→ What is expected
Find each line below containing the word "endpoint" and copy it.

→ Available data
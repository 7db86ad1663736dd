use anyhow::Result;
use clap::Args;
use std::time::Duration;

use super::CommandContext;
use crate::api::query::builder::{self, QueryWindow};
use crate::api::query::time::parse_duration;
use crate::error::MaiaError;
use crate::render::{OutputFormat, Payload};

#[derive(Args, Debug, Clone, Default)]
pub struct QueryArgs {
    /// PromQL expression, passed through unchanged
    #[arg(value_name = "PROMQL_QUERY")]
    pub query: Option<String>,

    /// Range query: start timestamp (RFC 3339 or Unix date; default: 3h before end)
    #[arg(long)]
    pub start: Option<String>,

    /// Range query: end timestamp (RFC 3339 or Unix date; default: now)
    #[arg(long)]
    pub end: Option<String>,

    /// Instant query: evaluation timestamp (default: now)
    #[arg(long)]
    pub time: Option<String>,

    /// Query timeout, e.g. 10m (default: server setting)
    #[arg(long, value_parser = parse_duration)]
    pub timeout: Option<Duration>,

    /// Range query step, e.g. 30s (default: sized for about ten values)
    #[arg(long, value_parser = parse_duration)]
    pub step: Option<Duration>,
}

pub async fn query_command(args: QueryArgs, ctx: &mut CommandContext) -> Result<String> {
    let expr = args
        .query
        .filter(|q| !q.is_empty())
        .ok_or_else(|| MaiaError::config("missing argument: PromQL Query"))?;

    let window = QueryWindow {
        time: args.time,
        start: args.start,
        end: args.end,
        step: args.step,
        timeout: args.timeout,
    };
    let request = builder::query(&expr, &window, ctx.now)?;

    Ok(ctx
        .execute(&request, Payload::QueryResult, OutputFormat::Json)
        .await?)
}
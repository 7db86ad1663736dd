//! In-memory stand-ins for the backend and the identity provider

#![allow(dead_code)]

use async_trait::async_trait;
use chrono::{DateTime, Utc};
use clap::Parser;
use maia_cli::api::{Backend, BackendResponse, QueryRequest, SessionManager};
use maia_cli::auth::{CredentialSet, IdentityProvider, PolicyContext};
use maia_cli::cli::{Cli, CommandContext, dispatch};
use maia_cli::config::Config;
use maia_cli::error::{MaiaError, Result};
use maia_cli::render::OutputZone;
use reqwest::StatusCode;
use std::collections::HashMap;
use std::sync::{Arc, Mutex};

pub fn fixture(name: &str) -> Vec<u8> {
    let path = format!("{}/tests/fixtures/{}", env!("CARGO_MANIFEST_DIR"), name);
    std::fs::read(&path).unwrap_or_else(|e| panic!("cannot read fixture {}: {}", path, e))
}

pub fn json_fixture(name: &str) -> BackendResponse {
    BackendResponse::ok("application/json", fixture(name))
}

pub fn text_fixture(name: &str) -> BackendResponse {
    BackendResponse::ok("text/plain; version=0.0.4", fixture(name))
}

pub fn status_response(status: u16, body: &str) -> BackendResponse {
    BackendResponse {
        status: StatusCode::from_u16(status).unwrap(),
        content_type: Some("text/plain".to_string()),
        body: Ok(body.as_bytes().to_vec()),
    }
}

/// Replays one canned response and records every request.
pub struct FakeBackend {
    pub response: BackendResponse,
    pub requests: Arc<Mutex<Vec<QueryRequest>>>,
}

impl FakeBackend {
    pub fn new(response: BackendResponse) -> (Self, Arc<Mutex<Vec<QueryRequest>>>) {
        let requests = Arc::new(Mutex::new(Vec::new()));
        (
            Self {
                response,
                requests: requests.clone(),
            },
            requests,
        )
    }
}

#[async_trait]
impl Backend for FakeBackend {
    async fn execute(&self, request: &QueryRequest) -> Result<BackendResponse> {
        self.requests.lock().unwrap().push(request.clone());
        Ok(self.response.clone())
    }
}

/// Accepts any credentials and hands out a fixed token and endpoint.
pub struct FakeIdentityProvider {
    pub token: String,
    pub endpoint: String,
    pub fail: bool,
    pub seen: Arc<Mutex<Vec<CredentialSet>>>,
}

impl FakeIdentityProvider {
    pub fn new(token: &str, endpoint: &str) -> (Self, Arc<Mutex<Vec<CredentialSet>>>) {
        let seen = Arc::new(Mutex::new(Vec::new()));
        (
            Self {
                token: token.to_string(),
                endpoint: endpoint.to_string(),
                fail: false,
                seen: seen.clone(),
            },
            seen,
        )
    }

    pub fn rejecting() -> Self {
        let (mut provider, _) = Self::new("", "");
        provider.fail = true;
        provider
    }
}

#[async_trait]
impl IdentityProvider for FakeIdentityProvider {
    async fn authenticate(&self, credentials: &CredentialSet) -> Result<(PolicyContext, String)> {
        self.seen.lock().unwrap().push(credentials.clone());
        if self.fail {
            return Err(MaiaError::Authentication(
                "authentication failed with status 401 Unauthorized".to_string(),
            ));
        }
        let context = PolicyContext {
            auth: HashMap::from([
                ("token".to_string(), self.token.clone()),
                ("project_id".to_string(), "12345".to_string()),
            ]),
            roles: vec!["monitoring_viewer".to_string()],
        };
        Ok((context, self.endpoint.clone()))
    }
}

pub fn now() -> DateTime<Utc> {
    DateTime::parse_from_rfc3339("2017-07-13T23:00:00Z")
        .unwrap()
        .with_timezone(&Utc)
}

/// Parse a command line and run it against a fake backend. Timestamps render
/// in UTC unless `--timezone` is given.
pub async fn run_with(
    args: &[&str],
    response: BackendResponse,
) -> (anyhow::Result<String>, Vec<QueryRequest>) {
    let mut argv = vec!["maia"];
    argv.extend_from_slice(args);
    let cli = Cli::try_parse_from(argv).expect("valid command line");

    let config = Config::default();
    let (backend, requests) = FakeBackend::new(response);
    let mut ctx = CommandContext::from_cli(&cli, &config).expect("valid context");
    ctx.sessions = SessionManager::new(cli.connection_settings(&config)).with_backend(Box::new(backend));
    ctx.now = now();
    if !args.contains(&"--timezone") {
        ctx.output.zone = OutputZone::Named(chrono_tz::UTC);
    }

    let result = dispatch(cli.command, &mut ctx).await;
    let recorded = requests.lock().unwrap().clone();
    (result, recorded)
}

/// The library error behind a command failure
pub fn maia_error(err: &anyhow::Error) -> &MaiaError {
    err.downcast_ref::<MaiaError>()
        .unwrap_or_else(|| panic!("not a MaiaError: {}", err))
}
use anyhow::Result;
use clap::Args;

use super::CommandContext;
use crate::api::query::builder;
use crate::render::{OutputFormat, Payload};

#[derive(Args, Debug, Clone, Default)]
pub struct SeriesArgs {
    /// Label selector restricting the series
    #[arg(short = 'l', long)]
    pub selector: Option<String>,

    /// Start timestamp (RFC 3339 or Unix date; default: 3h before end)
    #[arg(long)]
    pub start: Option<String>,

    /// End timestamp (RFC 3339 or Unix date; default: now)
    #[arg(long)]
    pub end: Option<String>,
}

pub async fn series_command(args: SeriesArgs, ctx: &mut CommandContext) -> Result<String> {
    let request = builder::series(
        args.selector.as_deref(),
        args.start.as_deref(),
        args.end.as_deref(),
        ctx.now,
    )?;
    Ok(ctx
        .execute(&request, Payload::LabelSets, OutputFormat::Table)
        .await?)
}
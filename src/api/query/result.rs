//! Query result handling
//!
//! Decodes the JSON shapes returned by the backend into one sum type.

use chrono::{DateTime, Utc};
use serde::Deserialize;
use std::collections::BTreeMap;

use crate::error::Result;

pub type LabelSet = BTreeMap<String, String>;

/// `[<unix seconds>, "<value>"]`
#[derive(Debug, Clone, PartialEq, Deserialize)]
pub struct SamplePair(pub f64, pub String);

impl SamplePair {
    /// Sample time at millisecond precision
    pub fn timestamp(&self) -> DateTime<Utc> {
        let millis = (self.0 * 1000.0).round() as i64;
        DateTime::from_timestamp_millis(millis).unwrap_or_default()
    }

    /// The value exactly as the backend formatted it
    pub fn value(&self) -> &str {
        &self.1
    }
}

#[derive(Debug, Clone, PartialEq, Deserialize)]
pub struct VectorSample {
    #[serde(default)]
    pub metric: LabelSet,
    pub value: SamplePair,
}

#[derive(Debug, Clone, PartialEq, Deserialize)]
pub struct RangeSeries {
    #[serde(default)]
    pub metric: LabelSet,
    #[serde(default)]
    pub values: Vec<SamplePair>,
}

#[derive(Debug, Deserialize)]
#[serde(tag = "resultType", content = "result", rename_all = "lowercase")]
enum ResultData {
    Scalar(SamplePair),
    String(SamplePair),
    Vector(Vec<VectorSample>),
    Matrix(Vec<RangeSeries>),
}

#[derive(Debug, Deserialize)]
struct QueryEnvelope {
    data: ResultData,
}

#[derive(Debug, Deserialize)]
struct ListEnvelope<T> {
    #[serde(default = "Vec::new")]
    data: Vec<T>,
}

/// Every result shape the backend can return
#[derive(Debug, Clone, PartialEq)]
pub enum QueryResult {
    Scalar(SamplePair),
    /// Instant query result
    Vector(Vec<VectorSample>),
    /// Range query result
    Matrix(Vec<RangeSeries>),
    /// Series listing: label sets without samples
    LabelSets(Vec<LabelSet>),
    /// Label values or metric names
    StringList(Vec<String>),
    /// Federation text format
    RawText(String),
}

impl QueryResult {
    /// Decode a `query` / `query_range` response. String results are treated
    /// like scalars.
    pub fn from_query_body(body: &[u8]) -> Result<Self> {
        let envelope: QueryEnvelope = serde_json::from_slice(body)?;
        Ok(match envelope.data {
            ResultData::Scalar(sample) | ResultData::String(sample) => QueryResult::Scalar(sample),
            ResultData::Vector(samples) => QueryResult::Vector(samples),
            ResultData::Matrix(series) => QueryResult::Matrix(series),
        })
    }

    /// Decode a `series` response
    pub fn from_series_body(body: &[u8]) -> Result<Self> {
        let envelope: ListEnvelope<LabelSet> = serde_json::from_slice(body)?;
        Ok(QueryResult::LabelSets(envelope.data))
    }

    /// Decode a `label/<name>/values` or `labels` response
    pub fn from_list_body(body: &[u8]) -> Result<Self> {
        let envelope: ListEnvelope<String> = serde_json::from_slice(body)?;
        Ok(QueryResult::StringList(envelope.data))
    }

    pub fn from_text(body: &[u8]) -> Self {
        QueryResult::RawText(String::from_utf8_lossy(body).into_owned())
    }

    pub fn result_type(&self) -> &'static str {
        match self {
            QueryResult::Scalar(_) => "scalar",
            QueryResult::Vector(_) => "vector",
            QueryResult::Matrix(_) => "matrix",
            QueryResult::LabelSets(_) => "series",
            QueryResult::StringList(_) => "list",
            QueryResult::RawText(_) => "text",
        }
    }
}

→ Solution for this exercise
/// Accepts any credentials and hands out a fixed token and endpoint.
    pub endpoint: String,
    pub fn new(token: &str, endpoint: &str) -> (Self, Arc<Mutex<Vec<CredentialSet>>>) {
                endpoint: endpoint.to_string(),
        Ok((context, self.endpoint.clone()))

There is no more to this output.